Now as you can see I use 'pyarrow' in this case, but I just switched to 'fastparquet' because I need to package the dependencies for the Lambda, and the footprint for 'pyarrow' is huge. When I switch the above code to 'fastparquet' though it doesn't work.

--> 283 s3_bucket.put_object(Body=write_buffer.getvalue(), Key=file_name)

ValueError: I/O operation on closed file.

Now I'm not exactly an expert on this, but I read online this is due to the fact that the buffer gets closed automatically, and it can be worked around by overwriting the close() function.

class customBytesIO(io.BytesIO):
    def close(self):
        pass

parquet_buffer = customBytesIO()
df.to_parquet(path=parquet_buffer, engine='fastparquet', index=False)

So I did that, and now it indeed works, but seems a bit of a hack to me, and I guess it would be great if 'pyarrow' and 'fastparquet' would be compatible on this? Maybe something to look into?

martindurant commented 8 months ago

May I ask why you write locally before uploading?

I read online this is due to the fact that the buffer gets closed automatically, and it can be worked around by overwriting the close() function

I'm pretty sure this was my recommendation when something like this came up in the past. You could also use the memory:// filesystem in fsspec, which contains file-like objects that don'y close (and fsspec rsync might then be a natural choice to send to file to remote).

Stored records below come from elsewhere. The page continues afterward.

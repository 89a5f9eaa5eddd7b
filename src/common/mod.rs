pub mod config;
pub mod config_commands;
pub mod errors;
pub mod notify;

pub use config::{AppConfig, ConfigOverrides};
pub use errors::{AppError, AuthError, ConversionError, ValidationError};
pub use notify::{Notice, NoticeLevel, NotificationSink};
//! Configuration schema, defaults, and layered loading.
//!
//! Precedence: defaults < config file < environment < CLI
use anyhow::{ensure, Context, Result};
use directories::ProjectDirs;
use figment::{
    providers::{Env, Format, Serialized, Toml},
    Figment,
};
use serde::{Deserialize, Serialize};
use std::path::PathBuf;

pub const MAX_PREVIEW_ROWS: u64 = 1000;
const MAX_REQUEST_TIMEOUT_SECS: u64 = 600;

pub fn config_path() -> PathBuf {
    ProjectDirs::from("", "", "archconv")
        .map(|p| p.config_dir().join("config.toml"))
        .unwrap_or_else(|| PathBuf::from("archconv.toml"))
}

/// Connection settings for the conversion backend.
#[derive(Debug, Clone, Serialize, Deserialize)]
#[serde(default)]
pub struct ApiSettings {
    /// Base URL of the conversion service, no trailing slash.
    pub base_url: String,
    /// Per-request timeout in seconds.
    pub timeout_secs: u64,
}

impl Default for ApiSettings {
    fn default() -> Self {
        Self {
            base_url: "http://127.0.0.1:8000".to_string(),
            timeout_secs: 30,
        }
    }
}

#[derive(Debug, Clone, Serialize, Deserialize)]
#[serde(default)]
pub struct DownloadSettings {
    /// Directory converted archives and files are saved into.
    pub dir: PathBuf,
}

impl Default for DownloadSettings {
    fn default() -> Self {
        Self {
            dir: PathBuf::from("."),
        }
    }
}

#[derive(Debug, Clone, Serialize, Deserialize)]
#[serde(default)]
pub struct WorkflowSettings {
    /// Row cap requested for file previews.
    pub preview_rows: u64,
    /// Output format submitted with convert requests. Opaque to the client.
    pub output_format: String,
    /// Seconds a notice stays visible before expiry.
    pub notice_ttl_secs: u64,
}

impl Default for WorkflowSettings {
    fn default() -> Self {
        Self {
            preview_rows: 100,
            output_format: "csv".to_string(),
            notice_ttl_secs: 8,
        }
    }
}

/// Fully resolved application configuration after all layers merge.
#[derive(Debug, Clone, Default, Serialize, Deserialize)]
#[serde(default)]
pub struct AppConfig {
    pub api: ApiSettings,
    pub downloads: DownloadSettings,
    pub workflow: WorkflowSettings,
}

impl AppConfig {
    /// Validates connection and workflow bounds, rejecting unusable values.
    pub fn validate(&self) -> Result<()> {
        ensure!(
            !self.api.base_url.trim().is_empty(),
            "Invalid config: api.base_url must not be empty"
        );
        ensure!(
            reqwest::Url::parse(&self.api.base_url).is_ok(),
            "Invalid config: api.base_url is not a valid URL"
        );
        ensure!(
            self.api.timeout_secs >= 1,
            "Invalid config: api.timeout_secs must be >= 1"
        );
        ensure!(
            self.api.timeout_secs <= MAX_REQUEST_TIMEOUT_SECS,
            "Invalid config: api.timeout_secs must be <= {MAX_REQUEST_TIMEOUT_SECS}"
        );
        ensure!(
            self.workflow.preview_rows >= 1,
            "Invalid config: workflow.preview_rows must be >= 1"
        );
        ensure!(
            self.workflow.preview_rows <= MAX_PREVIEW_ROWS,
            "Invalid config: workflow.preview_rows must be <= {MAX_PREVIEW_ROWS}"
        );
        ensure!(
            !self.workflow.output_format.trim().is_empty(),
            "Invalid config: workflow.output_format must not be empty"
        );
        Ok(())
    }
}

#[derive(Debug, Clone, Default, Serialize, Deserialize, PartialEq)]
pub struct ConfigOverrides {
    #[serde(skip_serializing_if = "Option::is_none")]
    pub base_url: Option<String>,
    #[serde(skip_serializing_if = "Option::is_none")]
    pub output_dir: Option<PathBuf>,
    #[serde(skip_serializing_if = "Option::is_none")]
    pub output_format: Option<String>,
}

/// Loads config from defaults/file/env.
pub fn load_config() -> Result<AppConfig> {
    load_config_from(&config_path())
}

pub fn load_config_from(path: &std::path::Path) -> Result<AppConfig> {
    let config: AppConfig = Figment::new()
        .merge(Serialized::defaults(AppConfig::default()))
        .merge(Toml::file(path))
        .merge(Env::prefixed("ARCHCONV_").split("__"))
        .extract()
        .context("Failed to load configuration")?;

    config.validate()?;

    Ok(config)
}

/// Applies runtime overrides to a loaded config.
pub fn apply_overrides(mut config: AppConfig, overrides: &ConfigOverrides) -> AppConfig {
    if let Some(base_url) = &overrides.base_url {
        config.api.base_url = base_url.clone();
    }
    if let Some(dir) = &overrides.output_dir {
        config.downloads.dir = dir.clone();
    }
    if let Some(format) = &overrides.output_format {
        config.workflow.output_format = format.clone();
    }

    config
}
//! Saving downloaded payloads with deterministic filenames.

use bytes::Bytes;
use std::path::{Path, PathBuf};

use crate::common::AppError;

pub const ALL_ARCHIVE_NAME: &str = "converted_output.zip";
pub const MODIFIED_ARCHIVE_NAME: &str = "modified_output.zip";

/// Filename for a per-group archive.
pub fn group_archive_name(group: &str) -> String {
    format!("{group}_group.zip")
}

/// Write a downloaded payload into the downloads directory, creating it on
/// first use. Returns the path written.
pub(crate) async fn save_bytes(
    dir: &Path,
    filename: &str,
    bytes: Bytes,
) -> Result<PathBuf, AppError> {
    tokio::fs::create_dir_all(dir).await?;
    let path = dir.join(filename);
    tokio::fs::write(&path, &bytes).await?;
    tracing::info!(path = %path.display(), bytes = bytes.len(), "Saved download");
    Ok(path)
}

I am reticent to add yet another argument to write(), which has so many already. We could in theory tailor the code to only close files that we had opened, but that's not necessarily what the caller wants, so I thin the workaround is not that bad.

luukburger commented 8 months ago

I'm pretty sure this was my recommendation when something like this came up in the past.

Could well be! I think I found it in another place on Github, or maybe on StackOverflow...

May I ask why you write locally before uploading?

To the buffer, you mean? I did not want to write the file to a local file-system and then copy the file to S3, since I'm in a Lambda here. And with limited expertise on these kind of things, I just figured writing to a buffer was the best way to do what I wanted to do.

I can live with the workaround, but I just thought it would be nice if writing to Parquet from Pandas could be identical for PyArrow and Fastparquet, though I understand that after a change on your end this would also require applying it in Pandas.

martindurant commented 8 months ago

I can live with the workaround, but I just thought it would be nice if writing to Parquet from Pandas could be identical for PyArrow and Fastparquet

I don't intend to spend time on this right now, but contributions are of course welcome. It feels like this is niche enough, especially given both the workaround you found and the memory: filesystem. Furthermore, with simplecache::s3://bucket/file, you would also get the same behaviour of writing to a local file (not memory) and uploading when done.